Android malware

Even more malware for Android was found on Google Play.

Death, taxes, and Android malware are the only sure things in life.

Researchers at Zscaler ThreatLabz found another batch of Android malware that was freely available on the Google Play Store and downloaded by hundreds of thousands of people before it was taken down. This group has dozens of apps that hid Joker, Facestealer, and Coper, which are three of the most dangerous types of malware.

Despite sounding like Batman’s rogues’ gallery, these are three dangerous malware that executes multifaceted attacks and can compromise personal data, steal login information, scam you into unwanted financial transactions, and even grant hackers full remote control of infected devices.

What are the abilities of Joker, Facestealer, and Coper?
Like most Android malware, the bad apps were trojans, which are pieces of software that look safe but are actually hiding malware. Some of the apps in Zscaler’s report used clever ways to get around Google Play’s anti-malware checks, while others side-loaded the malware after the app was installed. Using these methods, some malware could even get past the protection on the device itself.

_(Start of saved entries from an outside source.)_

use super::events::{InvestmentId, LedgerEvent, RecordedEvent};
use chrono::{DateTime, Utc};
use std::collections::{BTreeMap, HashMap};
use std::sync::{Arc, RwLock};

#[derive(Debug, thiserror::Error)]
pub enum EventLogError {
    #[error("concurrency conflict on {investment_id}: expected version {expected}, found {actual}")]
    ConcurrencyConflict {
        investment_id: InvestmentId,
        expected: u64,
        actual: u64,
    },
    #[error("event for {event_stream} cannot be appended to stream {stream}")]
    StreamMismatch {
        stream: InvestmentId,
        event_stream: InvestmentId,
    },
    #[error("ledger file error: {0}")]
    Io(#[from] std::io::Error),
    #[error("ledger file is not valid JSON: {0}")]
    Json(#[from] serde_json::Error),
    #[error("event log lock poisoned")]
    Poisoned,
}

/// Append-only store of per-investment event streams.
///
/// Appends use optimistic concurrency: the caller passes the stream version it
/// folded its decision from, and the append fails with
/// [`EventLogError::ConcurrencyConflict`] if another writer got there first.
pub trait EventLog: Send + Sync {
    /// Append one event, returning it with its assigned sequence number
    fn append(
        &self,
        investment_id: &InvestmentId,
        expected_version: u64,
        event: LedgerEvent,
    ) -> Result<RecordedEvent, EventLogError>;

    /// Every event of the stream in sequence order. Unknown streams are empty.
    fn read_all(&self, investment_id: &InvestmentId) -> Result<Vec<RecordedEvent>, EventLogError>;

    /// Events with a sequence number greater than `after`
    fn read_from(
        &self,
        investment_id: &InvestmentId,
        after: u64,
    ) -> Result<Vec<RecordedEvent>, EventLogError> {
        let mut events = self.read_all(investment_id)?;
        events.retain(|e| e.sequence > after);
        Ok(events)
    }

    /// Sequence number of the stream tail, 0 for an unknown stream
    fn version(&self, investment_id: &InvestmentId) -> Result<u64, EventLogError>;

    fn investment_ids(&self) -> Result<Vec<InvestmentId>, EventLogError>;
}

impl<L: EventLog + ?Sized> EventLog for &L {
    fn append(
        &self,
        investment_id: &InvestmentId,
        expected_version: u64,
        event: LedgerEvent,
    ) -> Result<RecordedEvent, EventLogError> {
        (**self).append(investment_id, expected_version, event)
    }

    fn read_all(&self, investment_id: &InvestmentId) -> Result<Vec<RecordedEvent>, EventLogError> {
        (**self).read_all(investment_id)
    }

    fn read_from(
        &self,
        investment_id: &InvestmentId,
        after: u64,
    ) -> Result<Vec<RecordedEvent>, EventLogError> {
        (**self).read_from(investment_id, after)
    }

    fn version(&self, investment_id: &InvestmentId) -> Result<u64, EventLogError> {
        (**self).version(investment_id)
    }

    fn investment_ids(&self) -> Result<Vec<InvestmentId>, EventLogError> {
        (**self).investment_ids()
    }
}

impl<L: EventLog + ?Sized> EventLog for Arc<L> {
    fn append(
        &self,
        investment_id: &InvestmentId,
        expected_version: u64,
        event: LedgerEvent,
    ) -> Result<RecordedEvent, EventLogError> {
        (**self).append(investment_id, expected_version, event)
    }

    fn read_all(&self, investment_id: &InvestmentId) -> Result<Vec<RecordedEvent>, EventLogError> {
        (**self).read_all(investment_id)
    }

    fn read_from(
        &self,
        investment_id: &InvestmentId,
        after: u64,
    ) -> Result<Vec<RecordedEvent>, EventLogError> {
        (**self).read_from(investment_id, after)
    }

    fn version(&self, investment_id: &InvestmentId) -> Result<u64, EventLogError> {
        (**self).version(investment_id)
    }

    fn investment_ids(&self) -> Result<Vec<InvestmentId>, EventLogError> {
        (**self).investment_ids()
    }
}

/// Checks an append against the current stream and builds the stored event
pub(crate) fn prepare_append(
    stream: &[RecordedEvent],
    investment_id: &InvestmentId,
    expected_version: u64,
    event: LedgerEvent,
) -> Result<RecordedEvent, EventLogError> {
    if event.investment_id() != investment_id {
        return Err(EventLogError::StreamMismatch {
            stream: investment_id.clone(),
            event_stream: event.investment_id().clone(),
        });
    }
    let actual = stream.len() as u64;
    if actual != expected_version {
        return Err(EventLogError::ConcurrencyConflict {
            investment_id: investment_id.clone(),
            expected: expected_version,
            actual,
        });
    }
    Ok(RecordedEvent {
        investment_id: investment_id.clone(),
        sequence: actual + 1,
        recorded_at: Utc::now(),
        event,
    })
}

/// Thread-safe in-memory event log
#[derive(Debug, Default)]
pub struct InMemoryEventLog {
    streams: RwLock<BTreeMap<InvestmentId, Vec<RecordedEvent>>>,
}

impl InMemoryEventLog {
    pub fn new() -> Self {
        Self::default()
    }
}

impl EventLog for InMemoryEventLog {
    fn append(
        &self,
        investment_id: &InvestmentId,
        expected_version: u64,
        event: LedgerEvent,
    ) -> Result<RecordedEvent, EventLogError> {
        let mut streams = self.streams.write().map_err(|_| EventLogError::Poisoned)?;
        let stream = streams.entry(investment_id.clone()).or_default();
        let recorded = prepare_append(stream, investment_id, expected_version, event)?;
        stream.push(recorded.clone());
        log::debug!(
            "appended {} #{} ({})",
            investment_id,
            recorded.sequence,
            recorded.event.display_type()
        );
        Ok(recorded)
    }

    fn read_all(&self, investment_id: &InvestmentId) -> Result<Vec<RecordedEvent>, EventLogError> {
        let streams = self.streams.read().map_err(|_| EventLogError::Poisoned)?;
        Ok(streams.get(investment_id).cloned().unwrap_or_default())
    }

    fn read_from(
        &self,
        investment_id: &InvestmentId,
        after: u64,
    ) -> Result<Vec<RecordedEvent>, EventLogError> {
        let streams = self.streams.read().map_err(|_| EventLogError::Poisoned)?;
        Ok(streams
            .get(investment_id)
            .map(|stream| {
                let skip = (after as usize).min(stream.len());
                stream[skip..].to_vec()
            })
            .unwrap_or_default())
    }

    fn version(&self, investment_id: &InvestmentId) -> Result<u64, EventLogError> {
        let streams = self.streams.read().map_err(|_| EventLogError::Poisoned)?;
        Ok(streams.get(investment_id).map_or(0, |s| s.len() as u64))
    }

    fn investment_ids(&self) -> Result<Vec<InvestmentId>, EventLogError> {
        let streams = self.streams.read().map_err(|_| EventLogError::Poisoned)?;
        Ok(streams
            .iter()
            .filter(|(_, stream)| !stream.is_empty())
            .map(|(id, _)| id.clone())
            .collect())
    }
}

/// Per-connection broker sync checkpoints
pub trait CheckpointStore: Send + Sync {
    fn last_sync(&self, connection: &str) -> Result<Option<DateTime<Utc>>, EventLogError>;

    fn set_last_sync(&self, connection: &str, at: DateTime<Utc>) -> Result<(), EventLogError>;
}

#[derive(Debug, Default)]
pub struct InMemoryCheckpoints {
    checkpoints: RwLock<HashMap<String, DateTime<Utc>>>,
}

impl CheckpointStore for InMemoryCheckpoints {
    fn last_sync(&self, connection: &str) -> Result<Option<DateTime<Utc>>, EventLogError> {
        let checkpoints = self.checkpoints.read().map_err(|_| EventLogError::Poisoned)?;
        Ok(checkpoints.get(connection).copied())
    }

    fn set_last_sync(&self, connection: &str, at: DateTime<Utc>) -> Result<(), EventLogError> {
        let mut checkpoints = self.checkpoints.write().map_err(|_| EventLogError::Poisoned)?;
        checkpoints.insert(connection.to_string(), at);
        Ok(())
    }
}

/// Reads every stream whose creation event belongs to `owner`.
///
/// Each stream is copied at read time, so callers see a consistent snapshot
/// per investment while writers continue appending.
pub fn read_owned_streams<L: EventLog + ?Sized>(
    log: &L,
    owner: &str,
) -> Result<Vec<Vec<RecordedEvent>>, EventLogError> {
    let mut streams = Vec::new();
    for id in log.investment_ids()? {
        let events = log.read_all(&id)?;
        let owned = matches!(
            events.first().map(|e| &e.event),
            Some(LedgerEvent::InvestmentCreated(created)) if created.owner == owner
        );
        if owned {
            streams.push(events);
        }
    }
    Ok(streams)
}

#[cfg(test)]
mod tests {
    use super::*;
    use crate::core::events::ValuationUpdated;
    use chrono::NaiveDate;
    use rust_decimal_macros::dec;

    fn valuation(id: &InvestmentId, value: rust_decimal::Decimal) -> LedgerEvent {
        LedgerEvent::ValuationUpdated(ValuationUpdated {
            investment_id: id.clone(),
            new_value: value,
            valuation_date: NaiveDate::from_ymd_opt(2024, 1, 1).unwrap(),
            notes: None,
        })
    }

    #[test]
    fn append_assigns_increasing_sequences() {
        let log = InMemoryEventLog::new();
        let id = InvestmentId::new("alice:AAPL:1");

        let first = log.append(&id, 0, valuation(&id, dec!(1))).unwrap();
        let second = log.append(&id, 1, valuation(&id, dec!(2))).unwrap();

        assert_eq!(first.sequence, 1);
        assert_eq!(second.sequence, 2);
        assert_eq!(log.version(&id).unwrap(), 2);
        assert_eq!(log.read_all(&id).unwrap().len(), 2);
    }

    #[test]
    fn stale_version_conflicts() {
        let log = InMemoryEventLog::new();
        let id = InvestmentId::new("alice:AAPL:1");
        log.append(&id, 0, valuation(&id, dec!(1))).unwrap();

        let err = log.append(&id, 0, valuation(&id, dec!(2))).unwrap_err();
        assert!(matches!(
            err,
            EventLogError::ConcurrencyConflict {
                expected: 0,
                actual: 1,
                ..
            }
        ));
        assert_eq!(log.version(&id).unwrap(), 1);
    }

    #[test]
    fn streams_are_independent() {
        let log = InMemoryEventLog::new();
        let a = InvestmentId::new("alice:AAPL:1");
        let b = InvestmentId::new("alice:MSFT:1");

        log.append(&a, 0, valuation(&a, dec!(1))).unwrap();
        log.append(&b, 0, valuation(&b, dec!(1))).unwrap();

        assert_eq!(log.version(&a).unwrap(), 1);
        assert_eq!(log.version(&b).unwrap(), 1);
        assert_eq!(log.investment_ids().unwrap(), vec![a, b]);
    }

    #[test]
    fn event_must_target_its_stream() {
        let log = InMemoryEventLog::new();
        let a = InvestmentId::new("alice:AAPL:1");
        let b = InvestmentId::new("alice:MSFT:1");

        let err = log.append(&a, 0, valuation(&b, dec!(1))).unwrap_err();
        assert!(matches!(err, EventLogError::StreamMismatch { .. }));
    }

    #[test]
    fn unknown_stream_reads_empty() {
        let log = InMemoryEventLog::new();
        let id = InvestmentId::new("nobody:X:1");
        assert!(log.read_all(&id).unwrap().is_empty());
        assert_eq!(log.version(&id).unwrap(), 0);
    }

    #[test]
    fn read_from_skips_folded_events() {
        let log = InMemoryEventLog::new();
        let id = InvestmentId::new("alice:AAPL:1");
        for version in 0..3 {
            log.append(&id, version, valuation(&id, dec!(1))).unwrap();
        }

        let tail = log.read_from(&id, 2).unwrap();
        assert_eq!(tail.len(), 1);
        assert_eq!(tail[0].sequence, 3);
        assert!(log.read_from(&id, 10).unwrap().is_empty());
    }

    #[test]
    fn checkpoints_round_trip() {
        let store = InMemoryCheckpoints::default();
        assert_eq!(store.last_sync("broker").unwrap(), None);
        let at = Utc::now();
        store.set_last_sync("broker", at).unwrap();
        assert_eq!(store.last_sync("broker").unwrap(), Some(at));
    }
}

Joker was the most common type of malware. It was found in 50 apps that were downloaded more than 300,000 times in total. It’s not surprising that Joker made up the vast majority of attacks. It’s a popular piece of malware that is often used in wireless application protocol (WAP) scams, in which victims are signed up for unwanted subscription services through their mobile carrier. In these attacks, hackers don’t need direct access to your bank or credit card information. Instead, they use the mobile data on the infected device to sign up for services through your phone bill.

Most of the Joker apps in this batch of malware were messaging and communication apps that use your phone’s texting and mobile data feature to buy premium subscriptions and then intercept and delete any confirmation texts from the services it signs you up for. Reviewing an app’s permissions is a common way to spot dangerous software, but a communication app asking for SMS and mobile data permissions wouldn’t seem out of place, so affected users may not know they’re paying for unwanted services unless they carefully check every item on their monthly phone bill.

Joker apps will also use the personal information they get from WAP scams to break into your social media and bank accounts. However, Facestealer is the real identity thief in the group.

Facestealer apps use fake social media login screens to steal your login information for Facebook, Twitter, Google, or Apple. Many real apps need a Facebook, Twitter, Google, or Apple ID. Most fake login screens load right into the app and look exactly like the real ones, so it’s easy to miss them. Hackers can then use your login information to take over your account and send more malware to your friends through messages or, even worse, steal personal information that can help them steal your identity. Facestealer was only found in one app, Vanilla Snap Camera, which had only 5,000 downloads. However, it’s almost certain that there are other Facestealer trojans on Google Play that look like real apps.

The last piece of malware, Coper, also tries to get your personal information and login details. It can read the text you type on the keyboard, tries to trick you with fake login screens, and can even get to your texts and read them. All of this stolen information is then sent to the app’s creators in a quiet way so that they can use it to launch smishing, phishing, and even SIM swapping attacks. Coper is dangerous, but it’s only linked to one app, Unicc QR Scanner, which has been downloaded about 1,000 times. Malware is dangerous, but it wasn’t hidden in the app’s code. Instead, it was side-loaded through a fake app update. Hackers often do this to get around Google Play’s anti-malware scans, since they can just add the malware later.

How to avoid danger
In Zscaler’s report, you can find a full list of the bad apps and how they did their attacks. The good news is that all of the bad apps have been taken off of Google Play and turned off on devices where they were installed.

Still, it’s only a matter of time before more malware for Android is found. You should always protect yourself from possible dangers.

We’ve talked about the best ways to protect your Android device, social media accounts, and other personal information from scams, hacks, and leaks of all kinds. But when it comes to Android apps, the best way to stay safe is to only install apps from well-known and trusted publishers and only download them from trusted sources like the Google Play Store, APK Mirror, or XDA Developers.

If you want to download an app from a publisher you don’t know, make sure to read reviews and do some online research first. But unless an app has features that you can’t get from a major publisher’s app, there’s no reason to download alternative texting, camera, or QR code scanning app, especially since your phone already has all of these features.